With bourbon, the three "basic" mash bills are...traditional, wheated, & rye.

They are what you think they are.

Traditional is most bourbons. Wheated is the "softer" stuff and rye mash bills are the spicier types.

The main thing is, in order to be called bourbon, any mash bill has to be AT LEAST 51% corn...outside of that you can use any combination of rye, wheat, barley, etc. So, Pappy, Old Rip, any of the Wellers, Makers, Rebel Yell, Old Fitzgerald...those are all wheated bourbon. I'm not saying they are as good as Pappy or Old Rip, but they are in the same family.

Going back to my original comment, wheated bourbon is not "traditional" bourbon. Doesn't mean there is anything wrong with it, but it was designed to be smoother or more mellow (in the same way Bud Light is designed to have "superior drinkability" because it is brewed with rice). I'm not trying to knock wheated bourbons, but they just don't have much of a flavor profile to me...they are too smooth. Sort of like Woodford Reserve (which is not a wheated bourbon but is exceedingly smooth). Some people like that...like they like 1Q pipe tobacco or Macanduo Cafe...nothing wrong with that, just too mild for my taste. Not trying to offend or insult anyone.
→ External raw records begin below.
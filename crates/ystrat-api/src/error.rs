//! API error types.

use axum::http::StatusCode;
use axum::response::{IntoResponse, Response};
use axum::Json;
use serde::Serialize;
use thiserror::Error;

use ystrat_ingest::IngestError;
use ystrat_pipeline::PipelineError;
use ystrat_store::StoreError;

pub type ApiResult<T> = Result<T, ApiError>;

#[derive(Debug, Error)]
pub enum ApiError {
    #[error("bad request: {0}")]
    BadRequest(String),

    #[error("not found: {0}")]
    NotFound(String),

    #[error(transparent)]
    Pipeline(#[from] PipelineError),

    #[error(transparent)]
    Store(#[from] StoreError),
}

impl ApiError {
    pub fn bad_request(msg: impl Into<String>) -> Self {
        Self::BadRequest(msg.into())
    }

    fn status_code(&self) -> StatusCode {
        match self {
            ApiError::BadRequest(_) => StatusCode::BAD_REQUEST,
            ApiError::NotFound(_) => StatusCode::NOT_FOUND,
            ApiError::Pipeline(PipelineError::Ingest(err)) => match err {
                IngestError::InvalidInput(_) | IngestError::HostileInput { .. } => {
                    StatusCode::BAD_REQUEST
                }
                IngestError::TooLarge(_) => StatusCode::PAYLOAD_TOO_LARGE,
            },
            // Client closed request; nginx convention, no IANA name.
            ApiError::Pipeline(PipelineError::Cancelled) => {
                StatusCode::from_u16(499).unwrap_or(StatusCode::INTERNAL_SERVER_ERROR)
            }
            ApiError::Store(StoreError::NotFound(_)) => StatusCode::NOT_FOUND,
            ApiError::Pipeline(_) | ApiError::Store(_) => StatusCode::INTERNAL_SERVER_ERROR,
        }
    }
}

#[derive(Serialize)]
struct ErrorResponse {
    detail: String,
}

impl IntoResponse for ApiError {
    fn into_response(self) -> Response {
        let status = self.status_code();
        let body = ErrorResponse {
            detail: self.to_string(),
        };
        (status, Json(body)).into_response()
    }
}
I think to be fair, you should try to compare equally aged sprints. Compare an Elijah Craig 18yo next to a Winkle of the same age and see how you feel. Maybe you'll still like the Winkle product, and that's perfectly fine. I just feel like sometimes people are drawn to the Winkle line because of the age statement and what little they know about whiskey comes from their knowledge of scotch. Bourbon gets a lot of flavor from the barrel, so you can have a magnificent bourbon at 8 or 12 years old...you don't have to wait 23 years, but a lot of people don't realize that because so many single malts are 16yrs+.


----------



## quincy627 (Jul 2, 2010)

Thanks Tab,

I picked up a couple bottles of Rip a few years ago. Nice but not really the end all in my book. I think it's more about the elusive hunt that drives the desire. Thanks for the insight of the basics of bourbon, and yes, I will leave a light on for ya in case you stop by.


----------



## UTKhodgy (Jan 4, 2012)

Except that a high heater wheater like William Larue Weller will not be as exceedingly smooth as say an Elmer T. Lee or other BT Mashbill #2 product. Proof has a lot to do with it. I happen to think that a wheater in that 100-115 range is one of the best bourbons out there and tends to have a more viscous, and for me more enjoyable, mouthfeel. The Pappy 15 is the true nectar of the gods.

However, I do not discriminate. I love the BT #2 stuff and I love a hot Four Roses OB- recipe as much as I enjoy the sweeter and crisper OE- stuff. I just truly find Pappy to be something other than bourbon. It is nothing like the 30-40 other bourbons I've tried.


----------



## ezlevor (Oct 29, 2012)

Went to my local liquor store today to pick up a couple beers, and saw a bottle of 23 year in their locked cabinet... with a nice price of $999.99 on it.


----------



## tedski (Oct 1, 2004)

ezlevor said:


> Went to my local liquor store today to pick up a couple beers, and saw a bottle of 23 year in their locked cabinet... with a nice price of $999.99 on it.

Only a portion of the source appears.